Chiara, 27 anni, tecnico di neurofisiopatologia: "Nell'ambito sanitario pubblico vi sono poche possibilità lavorative, soprattutto al sud ma anche al nord, soprattutto per chi ha una laurea specialistica come la mia. Per quanto riguarda la gestione delle strutture sanitarie, il settentrione presenta enti meglio gestiti, ma in linea di massima anche il meridione in molti casi non è da meno".
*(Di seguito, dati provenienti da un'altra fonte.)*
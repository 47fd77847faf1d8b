use std::num::NonZeroUsize;

use serde::{Deserialize, Serialize};
use spillway_heap::DEFAULT_BLOCK_SIZE;

/// Tuning knobs for a [`CachingDictionary`](crate::CachingDictionary).
#[derive(Debug, Clone, Copy, PartialEq, Eq, Serialize, Deserialize)]
#[serde(default, deny_unknown_fields)]
pub struct CacheConfig {
    /// Granularity the heap's address space grows by.
    pub block_size: u64,

    /// Maximum number of entries held in the in-memory tier.
    pub local_capacity: NonZeroUsize,
}

impl Default for CacheConfig {
    fn default() -> Self {
        Self {
            block_size: DEFAULT_BLOCK_SIZE,
            local_capacity: NonZeroUsize::new(256).expect("default capacity is non-zero"),
        }
    }
}
use std::collections::HashMap;

use tracing::trace;

use crate::{
    block::Block,
    error::{Error, Result},
    handle::Handle,
};

/// Granularity the address space grows by when no free block fits.
pub const DEFAULT_BLOCK_SIZE: u64 = 2048;

/// Bookkeeping for a handle-based allocator over an abstract linear address
/// space. The manager never touches storage; a [`Heap`](crate::Heap) pairs it
/// with a medium.
///
/// Invariants maintained across every operation:
///
/// - allocated blocks and free blocks together cover `[0, heap_length)`
///   exactly, with no overlap;
/// - after every [`free`](Self::free), no two free blocks are adjacent;
/// - an allocated block's length is exactly the length requested for it.
#[derive(Debug)]
pub struct HeapManager {
    free: Vec<Block>,
    allocated: HashMap<Handle, Block>,
    next_handle: u64,
    block_size: u64,
    heap_length: u64,
}

impl HeapManager {
    /// Creates an empty manager. The address space starts at length zero and
    /// grows in multiples of `block_size`.
    ///
    /// # Panics
    ///
    /// If `block_size` is zero.
    #[must_use]
    pub fn new(block_size: u64) -> Self {
        assert!(block_size > 0, "block size must be positive");
        Self {
            free: Vec::new(),
            allocated: HashMap::new(),
            next_handle: 0,
            block_size,
            heap_length: 0,
        }
    }

    /// Current end of the address space. Grows monotonically, never shrinks.
    #[must_use]
    pub const fn heap_length(&self) -> u64 {
        self.heap_length
    }

    /// Number of allocated blocks.
    #[must_use]
    pub fn allocated_count(&self) -> usize {
        self.allocated.len()
    }

    /// Read-only view of the allocated blocks, in no particular order.
    pub fn allocated_blocks(&self) -> impl Iterator<Item = &Block> {
        self.allocated.values()
    }

    /// Read-only view of the free set, in no particular order.
    pub fn free_blocks(&self) -> impl Iterator<Item = &Block> {
        self.free.iter()
    }

    /// Allocates a block of exactly `length` bytes and returns its handle.
    ///
    /// Selection is best-fit over the free set. An exact match leaves the free
    /// set; a strict over-match is split, keeping the remainder free. When no
    /// free block fits, the address space grows by the smallest multiple of
    /// the block size that covers `length` and selection is retried.
    ///
    /// Zero-length requests are permitted; the returned block transfers no
    /// bytes on read or write but must still be freed.
    pub fn allocate(&mut self, length: u64) -> Result<Handle> {
        if self.find_free_block(length).is_none() {
            self.create_free_block(length)?;
        }
        let free = self
            .find_free_block(length)
            .expect("a freshly grown heap must contain a fitting free block");

        let block = if free.length() == length {
            self.remove_free(free.handle());
            free
        } else {
            self.fragment(free, length)?
        };
        self.allocated.insert(block.handle(), block);
        trace!(
            handle = block.handle().into_raw(),
            offset = block.offset(),
            length,
            "allocated block"
        );
        Ok(block.handle())
    }

    /// Returns the block to the free set, coalescing it with the free block
    /// immediately before it and then the one immediately after it, if
    /// present. Coalescing never reduces the heap length.
    pub fn free(&mut self, handle: Handle) -> Result<()> {
        let block = self
            .allocated
            .remove(&handle)
            .ok_or(Error::InvalidHandle(handle))?;

        let mut offset = block.offset();
        let mut length = block.length();
        if let Some(index) = self.free.iter().position(|free| free.end() == offset) {
            let preceding = self.free.swap_remove(index);
            offset = preceding.offset();
            length += preceding.length();
        }
        if let Some(index) = self
            .free
            .iter()
            .position(|free| free.offset() == offset + length)
        {
            let following = self.free.swap_remove(index);
            length += following.length();
        }

        let merged = Block::new(self.fresh_handle(), offset, length);
        trace!(handle = handle.into_raw(), offset, length, "freed block");
        self.free.push(merged);
        Ok(())
    }

    /// Best-fit search: the smallest free block with `length >= requested`,
    /// or `None` if nothing fits. Ties on length resolve to the block
    /// encountered first, which is stable within a run but otherwise
    /// unspecified.
    #[must_use]
    pub fn find_free_block(&self, length: u64) -> Option<Block> {
        self.free
            .iter()
            .filter(|block| block.length() >= length)
            .min_by_key(|block| block.length())
            .copied()
    }

    /// Looks up an allocated block by handle.
    pub fn allocated_block(&self, handle: Handle) -> Result<Block> {
        self.allocated
            .get(&handle)
            .copied()
            .ok_or(Error::InvalidHandle(handle))
    }

    /// Extends the address space by the smallest multiple of the block size
    /// that is at least `min_length` and returns the resulting free block at
    /// the end of the heap. A free block already touching the end absorbs the
    /// new space under a fresh identity, so growth never leaves two adjacent
    /// free blocks behind. Exposed so a [`Heap`](crate::Heap) can resize its
    /// medium before the block becomes usable.
    pub fn create_free_block(&mut self, min_length: u64) -> Result<Block> {
        let grown = min_length
            .checked_next_multiple_of(self.block_size)
            .ok_or(Error::OutOfAddressSpace {
                length: self.heap_length,
                requested: min_length,
            })?;
        let new_length = self
            .heap_length
            .checked_add(grown)
            .ok_or(Error::OutOfAddressSpace {
                length: self.heap_length,
                requested: grown,
            })?;

        let (offset, length) = if let Some(index) = self
            .free
            .iter()
            .position(|free| free.end() == self.heap_length)
        {
            let tail = self.free.swap_remove(index);
            (tail.offset(), tail.length() + grown)
        } else {
            (self.heap_length, grown)
        };
        self.heap_length = new_length;

        let block = Block::new(self.fresh_handle(), offset, length);
        trace!(offset, length, heap_length = self.heap_length, "grew address space");
        self.free.push(block);
        Ok(block)
    }

    /// Splits an over-sized free block, carving the low `length` bytes out as
    /// the returned block. The remainder stays in the free set under a fresh
    /// identity; the returned block belongs to nobody until the caller
    /// registers it.
    ///
    /// # Errors
    ///
    /// [`Error::BlockTooSmall`] unless the block is strictly longer than the
    /// requested length, [`Error::InvalidHandle`] if it is not a member of
    /// the free set.
    pub fn fragment(&mut self, block: Block, length: u64) -> Result<Block> {
        if block.length() <= length {
            return Err(Error::BlockTooSmall {
                requested: length,
                available: block.length(),
            });
        }
        if !self.free.iter().any(|free| free.handle() == block.handle()) {
            return Err(Error::InvalidHandle(block.handle()));
        }
        self.remove_free(block.handle());

        let carved = Block::new(self.fresh_handle(), block.offset(), length);
        let remainder = Block::new(
            self.fresh_handle(),
            block.offset() + length,
            block.length() - length,
        );
        self.free.push(remainder);
        Ok(carved)
    }

    fn remove_free(&mut self, handle: Handle) {
        let index = self
            .free
            .iter()
            .position(|block| block.handle() == handle)
            .expect("block to remove must be a member of the free set");
        self.free.swap_remove(index);
    }

    fn fresh_handle(&mut self) -> Handle {
        self.next_handle += 1;
        Handle::from_raw(self.next_handle)
    }
}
Il rapporto Svimez riporta, inoltre, che nel sud, durante il 2013, sono stati registrati più decessi che nascite: tale fatto è accaduto solo in concomitanza della Terza Guerra d'Indipendenza (1866) e della Prima Guerra Mondiale (1915-1918), eventi bellici durante i quali le nascite raggiunsero un minimo storico, ovvero solo 177 mila. Questo stravolgimento demografico porterebbe a una vera e propria 'debacle' del sud, con conseguenze disarmanti: nei prossimi 50 anni, il Mezzogiorno è destinato a perdere 4,2 milioni di abitanti: un divario economico-demografico che potrebbe modificare le aspettative delle nuove generazioni sul territorio, provocando conseguenze sociali ed economiche insostenibili. Il nostro sud è dunque in pericolo. Tanto si attende e ci si prepara a una nuova eruzione del Vesuvio o dell'Etna, tanto poco ci si accorge che il danno irreparabile, in realtà, è già avvenuto.